What this task involves:
Every line in the records below that holds the word "hams" is to be copied.

Material provided:
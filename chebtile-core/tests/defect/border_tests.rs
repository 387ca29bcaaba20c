//! Tests for the hand-off of motif terms across domain boundaries.

#[path = "../common/mod.rs"]
mod common;

use std::sync::Arc;

use chebtile_core::defect::{DefectMotif, DisorderPlacementEngine, MotifBond, border_phase, pack_node_position};
use chebtile_core::lattice::{LatticeBuilder, LatticeGeometry, LatticeIndexer, NGHOSTS};
use common::StuckRng;
use num_complex::Complex64;

const T: Complex64 = Complex64::new(-1.25, 0.5);

/// Landau gauge component `G[0][1]`.
const G: f64 = 0.3;

/// Local index of global cell `(x, y)` in its owner's layout.
fn owner_local(indexer: &LatticeIndexer, x: usize, y: usize) -> usize {
    let lx = indexer.geometry().lengths()[0];
    indexer.local_of_global(x + lx * y)
}

/// Anchors sitting on the last interior column of the domain.
fn right_edge_anchors(engine: &DisorderPlacementEngine) -> usize {
    let indexer = engine.indexer();
    let layout = indexer.local_layout();
    let edge = (NGHOSTS + indexer.geometry().interior()[0] - 1) as isize;
    (0..indexer.tile_count())
        .flat_map(|tile| engine.anchors(tile).iter())
        .filter(|&&a| layout.site(a)[0] == edge)
        .count()
}

#[test]
fn test_dimer_straddling_the_seam_is_handed_to_the_owner() {
    common::init_tracing();
    // 8 × 4, open along x, split into two 4 × 4 domains; every cell anchors.
    let geometry = common::open_x(&[8, 4], &[2, 1]);
    let realized = common::realize(&geometry, &common::dimer_motif(2, 1.0, T), &[], 9);

    // Domain 0's last column reaches into domain 1; domain 1's runs off the open edge.
    assert!(realized[0].engine.border().is_empty());
    let border = realized[1].engine.border();
    assert_eq!(border.bonds.len(), 4);
    assert!(border.onsite.is_empty());

    let indexer = realized[1].engine.indexer();
    for (y, bond) in border.bonds.iter().enumerate() {
        assert_eq!(bond.source, owner_local(indexer, 4, y));
        assert_eq!(bond.target, bond.source - 1, "from node sits one cell along -x");
        assert!(!indexer.is_interior(bond.target));
        assert_eq!(indexer.global_index(bond.target), Some(3 + 8 * y));
        assert!(common::close(bond.hopping, T, 1e-14));
    }
}

#[test]
fn test_periodic_seam_hands_off_both_ways() {
    let geometry = common::square(&[8, 4], &[2, 1]);
    let realized = common::realize(&geometry, &common::dimer_motif(2, 1.0, T), &[], 9);
    assert_eq!(realized[0].engine.border().bonds.len(), 4);
    assert_eq!(realized[1].engine.border().bonds.len(), 4);
}

#[test]
fn test_vacant_sender_site_suppresses_the_bond() {
    let geometry = common::open_x(&[8, 4], &[2, 1]);
    let sender = LatticeIndexer::new(geometry.clone(), 0).unwrap();
    let vacancies = vec![vec![owner_local(&sender, 3, 0)]];
    let realized = common::realize(&geometry, &common::dimer_motif(2, 1.0, T), &vacancies, 9);

    let border = realized[1].engine.border();
    assert_eq!(border.bonds.len(), 3);
    let receiver = realized[1].engine.indexer();
    assert!(border.bonds.iter().all(|b| b.source != owner_local(receiver, 4, 0)));
}

#[test]
fn test_vacant_receiver_site_drops_the_bond() {
    let geometry = common::open_x(&[8, 4], &[2, 1]);
    let receiver = LatticeIndexer::new(geometry.clone(), 1).unwrap();
    let vacant = owner_local(&receiver, 4, 1);
    let vacancies = vec![Vec::new(), vec![vacant]];
    let realized = common::realize(&geometry, &common::dimer_motif(2, 1.0, T), &vacancies, 9);

    let border = realized[1].engine.border();
    assert_eq!(border.bonds.len(), 3);
    assert!(border.bonds.iter().all(|b| b.source != vacant));
}

#[test]
fn test_onsite_terms_of_ghost_nodes_are_handed_off() {
    let geometry = common::open_x(&[8, 4], &[2, 1]);
    let realized = common::realize(&geometry, &common::hermitian_dimer(2, 1.0), &[], 4);

    let border = realized[1].engine.border();
    // Node 1 of each seam copy: one bond into it, its onsite term.
    assert_eq!(border.bonds.len(), 4);
    assert_eq!(border.onsite.len(), 4);
    assert!(border.onsite.iter().all(|o| common::close(o.value, Complex64::new(-0.3, 0.0), 1e-14)));
}

#[test]
fn test_border_lists_do_not_depend_on_scheduling() {
    let geometry = common::square(&[16, 8], &[2, 2]);
    let motif = common::hermitian_dimer(2, 0.4);
    let first = common::realize(&geometry, &motif, &[], 21);
    for _ in 0..8 {
        let again = common::realize(&geometry, &motif, &[], 21);
        for (a, b) in first.iter().zip(&again) {
            assert_eq!(a.engine.border(), b.engine.border());
        }
    }
    for r in &first {
        let bonds = &r.engine.border().bonds;
        assert!(bonds.windows(2).all(|w| (w[0].source, w[0].target) <= (w[1].source, w[1].target)));
    }
}

#[test]
fn test_border_count_matches_neighbor_edge_anchors() {
    let geometry = common::square(&[16, 8], &[2, 1]);
    for seed in 0..5 {
        let realized = common::realize(&geometry, &common::dimer_motif(2, 0.3, T), &[], seed);
        assert_eq!(realized[0].engine.border().bonds.len(), right_edge_anchors(&realized[1].engine));
        assert_eq!(realized[1].engine.border().bonds.len(), right_edge_anchors(&realized[0].engine));
    }
}

/// Node 1 one cell along `+x`, node 2 one cell along `+x` and `+y`, bonded
/// both ways. Node 0 only anchors the copy.
fn offset_pair_motif(concentration: f64) -> DefectMotif {
    DefectMotif::new(
        concentration,
        vec![
            pack_node_position(&[0, 0], 0),
            pack_node_position(&[1, 0], 0),
            pack_node_position(&[1, 1], 0),
        ],
        vec![
            MotifBond { to: 1, from: 2, hopping: T },
            MotifBond { to: 2, from: 1, hopping: T.conj() },
        ],
        Vec::new(),
    )
    .unwrap()
}

/// Node 1 one cell along `-x` and `+y`, bonded both ways.
fn back_diagonal_dimer(concentration: f64) -> DefectMotif {
    DefectMotif::new(
        concentration,
        vec![pack_node_position(&[0, 0], 0), pack_node_position(&[-1, 1], 0)],
        vec![
            MotifBond { to: 1, from: 0, hopping: T },
            MotifBond { to: 0, from: 1, hopping: T.conj() },
        ],
        Vec::new(),
    )
    .unwrap()
}

/// 4 × 4 lattice, open along x, two 2 × 4 domains, Landau gauge `G`.
fn gauged_strip() -> Arc<LatticeGeometry> {
    Arc::new(
        LatticeBuilder::new()
            .lengths(&[4, 4])
            .divisions(&[2, 1])
            .periodic(&[false, true])
            .gauge(vec![vec![0.0, G], vec![0.0, 0.0]])
            .build()
            .unwrap(),
    )
}

#[test]
fn test_bond_between_two_ghost_nodes_reaches_its_owner() {
    let geometry = common::square(&[8, 8], &[2, 2]);
    let motif = offset_pair_motif(1.0);
    let realized = common::realize(&geometry, &motif, &[], 13);
    for r in &realized {
        r.result.as_ref().unwrap();
    }

    // Hoppings domain `d` received for the bond `to ← from`, in global cells.
    let received = |domain: usize, to: (usize, usize), from: (usize, usize)| -> Vec<Complex64> {
        let engine = &realized[domain].engine;
        let indexer = engine.indexer();
        let source = owner_local(indexer, to.0, to.1);
        engine
            .border()
            .bonds
            .iter()
            .filter(|b| b.source == source && indexer.global_index(b.target) == Some(from.0 + 8 * from.1))
            .map(|b| b.hopping)
            .collect()
    };

    // The copy anchored at (3, 3) in domain 0 puts node 1 on (4, 3), owned by
    // domain 1, and node 2 on (4, 4), owned by domain 3. Both bonds have both
    // endpoints in domain 0's ghost margin.
    let into_node1 = received(1, (4, 3), (4, 4));
    assert_eq!(into_node1.len(), 1);
    assert!(common::close(into_node1[0], T, 1e-14));

    let into_node2 = received(3, (4, 4), (4, 3));
    assert_eq!(into_node2.len(), 1);
    assert!(common::close(into_node2[0], T.conj(), 1e-14));

    // Every domain's operator equals the dense one.
    let hams = common::defect_hamiltonians(&geometry, &[motif], 13);
    let engines: Vec<_> = hams.iter().flat_map(|h| h.engines()).collect();
    let x = common::global_vector(geometry.global_states());
    let expected = common::dense_apply(&common::dense_defects(&engines), &x);
    for ham in &hams {
        let indexer = ham.indexer();
        let inp = common::scatter(indexer, &x);
        let mut out = vec![Complex64::new(0.0, 0.0); inp.len()];
        ham.multiply::<0>(&mut out, &inp);
        for cell in 0..indexer.interior_cells() {
            let local = indexer.interior_cell(cell);
            let global = indexer.global_index(local).unwrap();
            assert!(
                common::close(out[local], expected[global], 1e-12),
                "domain {} cell {global}",
                indexer.domain_id()
            );
        }
    }
}

#[test]
fn test_single_instance_across_the_seam() {
    // One anchor per domain (0.125 · 8 cells), always the first interior cell.
    let geometry = gauged_strip();
    let realized = common::realize_with(&geometry, &back_diagonal_dimer(0.125), &[], |_| StuckRng);
    for r in &realized {
        r.result.as_ref().unwrap();
        assert_eq!(r.engine.anchor_count(), 1);
        assert_eq!(r.engine.anchors(0), &[r.engine.indexer().interior_cell(0)]);
    }

    // Domain 0's copy at (0, 0) runs off the open edge. Domain 1's copy at
    // (2, 0) puts node 1 on (1, 1), inside domain 0.
    assert!(realized[1].engine.border().is_empty());
    let receiver = &realized[0].engine;
    let border = receiver.border();
    assert_eq!(border.bonds.len(), 1);
    assert!(border.onsite.is_empty());

    let bond = &border.bonds[0];
    let indexer = receiver.indexer();
    assert_eq!(bond.source, owner_local(indexer, 1, 1));
    assert!(!indexer.is_interior(bond.target));
    assert_eq!(indexer.global_index(bond.target), Some(2));

    // Margin hopping carries ½ d₀ G d₁ with d = (1, 1) − (2, 0).
    let margin = T * Complex64::cis(-0.5 * G);
    assert!(common::close(bond.hopping, margin, 1e-14));
    assert!(common::close(
        bond.hopping,
        realized[1].engine.phase_table().get(0, NGHOSTS - 1),
        1e-14
    ));

    // (t₀ − s₀) · G · s₁ = (2 − 1) · G · 1
    let source = indexer.global_site(bond.source);
    let target = indexer.global_site(bond.target);
    assert!((border_phase(&geometry, &source[..2], &target[..2]) - G).abs() < 1e-14);

    let x = common::global_vector(16);
    let inp = common::scatter(indexer, &x);
    let mut out = vec![Complex64::new(0.0, 0.0); inp.len()];
    receiver.multiply_broken_defect::<0, false>(&mut out, &inp, 0);
    assert!(common::close(out[bond.source], margin * Complex64::cis(G) * x[2], 1e-12));
    assert_eq!(out.iter().filter(|v| v.norm() > 0.0).count(), 1);
}

#[test]
fn test_single_instance_vanishes_with_a_vacant_endpoint() {
    let geometry = gauged_strip();
    let motif = back_diagonal_dimer(0.125);
    let receiver = LatticeIndexer::new(geometry.clone(), 0).unwrap();
    let sender = LatticeIndexer::new(geometry.clone(), 1).unwrap();

    // Receiving end (1, 1) vacant.
    let vacancies = vec![vec![owner_local(&receiver, 1, 1)]];
    let realized = common::realize_with(&geometry, &motif, &vacancies, |_| StuckRng);
    assert_eq!(realized[1].engine.anchor_count(), 1);
    assert!(realized[0].engine.border().is_empty());

    // Sending end (2, 0), the anchor itself, vacant.
    let vacancies = vec![Vec::new(), vec![owner_local(&sender, 2, 0)]];
    let realized = common::realize_with(&geometry, &motif, &vacancies, |_| StuckRng);
    assert_eq!(realized[1].engine.anchor_count(), 1);
    assert!(realized[0].engine.border().is_empty());
}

Solution for this problem:
    let hams = common::defect_hamiltonians(&geometry, &[motif], 13);
    let engines: Vec<_> = hams.iter().flat_map(|h| h.engines()).collect();
    for ham in &hams {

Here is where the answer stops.